**What the task requires:** In the listing below, find the line that contains "let token = poison_token(&req.spec_hash);" and the line that contains "let mut config = KernelConfig::default();". Quote both and every line between them, exactly, and nothing more.

**Records to process:**
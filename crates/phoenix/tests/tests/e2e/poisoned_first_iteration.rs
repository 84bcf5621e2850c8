//! End-to-end: the stub injects a fault on iteration 0 for inputs carrying
//! the poison token. When an example collides with it, shadow evaluation
//! rejects iteration 0 and iteration 1 is promoted.

use phoenix_evolution_engine::poison_token;
use phoenix_kernel::{IterationStage, Kernel, KernelConfig};
use phoenix_registry::{InMemoryRegistry, VersionRegistry};
use phoenix_tests::{poisoned_spec, requirements};
use phoenix_types::{Decision, Request, Service};
use std::sync::Arc;

#[tokio::test]
async fn shadow_rejects_then_second_iteration_wins() {
    let req = requirements(&poisoned_spec());
    let registry = Arc::new(InMemoryRegistry::new());
    let mut k = Kernel::new(KernelConfig::default())
        .unwrap()
        .with_registry(registry.clone());

    let outcome = k.run_requirements(&req).await;
    assert_eq!(outcome.iterations.len(), 2);

    let first = &outcome.iterations[0];
    assert_eq!(first.decision, Decision::Rejected);
    assert_eq!(first.failed_stage, Some(IterationStage::Shadow));

    let second = &outcome.iterations[1];
    assert!(second.is_accepted());
    assert_ne!(first.version_id, second.version_id);
    assert_eq!(outcome.active_version, second.version_id);

    let records = registry.load_all().unwrap();
    assert_eq!(records.len(), 2);
    assert!(!records[0].shadow_report.mismatches.is_empty());
    assert!(records[0]
        .shadow_report
        .mismatches
        .iter()
        .any(|m| m.contains("EX-POISON")));
    assert_eq!(
        registry.load_last_good().unwrap().map(|r| r.version_id),
        Some(second.version_id.clone())
    );
}

#[tokio::test]
async fn promoted_version_handles_poison_input() {
    let req = requirements(&poisoned_spec());
    let token = poison_token(&req.spec_hash);
    let mut k = Kernel::new(KernelConfig::default())
        .unwrap()
        .with_registry(Arc::new(InMemoryRegistry::new()));
    k.run_requirements(&req).await;

    let response = k.facade().process(&Request::new(token.as_str())).unwrap();
    let output = response.output.unwrap();
    assert!(output.starts_with("OK:"));
    assert!(output.contains(&token));
}

#[tokio::test]
async fn rejection_keeps_default_serving() {
    let req = requirements(&poisoned_spec());
    let mut config = KernelConfig::default();
    config.kernel.max_iterations = 1;
    let mut k = Kernel::new(config)
        .unwrap()
        .with_registry(Arc::new(InMemoryRegistry::new()));

    let outcome = k.run_requirements(&req).await;
    assert!(outcome.accepted_version.is_none());
    assert_eq!(outcome.active_version, "default");
    assert_eq!(k.metrics().rollbacks, 0);
    assert_eq!(k.swap_manager().swap_count(), 0);

    let response = k.facade().process(&Request::new("hello")).unwrap();
    assert_eq!(response.output.as_deref(), Some("OK:hello:default"));
}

**Task output:**
    let token = poison_token(&req.spec_hash);
    let mut k = Kernel::new(KernelConfig::default())
        .unwrap()
        .with_registry(Arc::new(InMemoryRegistry::new()));
    k.run_requirements(&req).await;

    let response = k.facade().process(&Request::new(token.as_str())).unwrap();
    let output = response.output.unwrap();
    assert!(output.starts_with("OK:"));
    assert!(output.contains(&token));
}

#[tokio::test]
async fn rejection_keeps_default_serving() {
    let req = requirements(&poisoned_spec());
    let mut config = KernelConfig::default();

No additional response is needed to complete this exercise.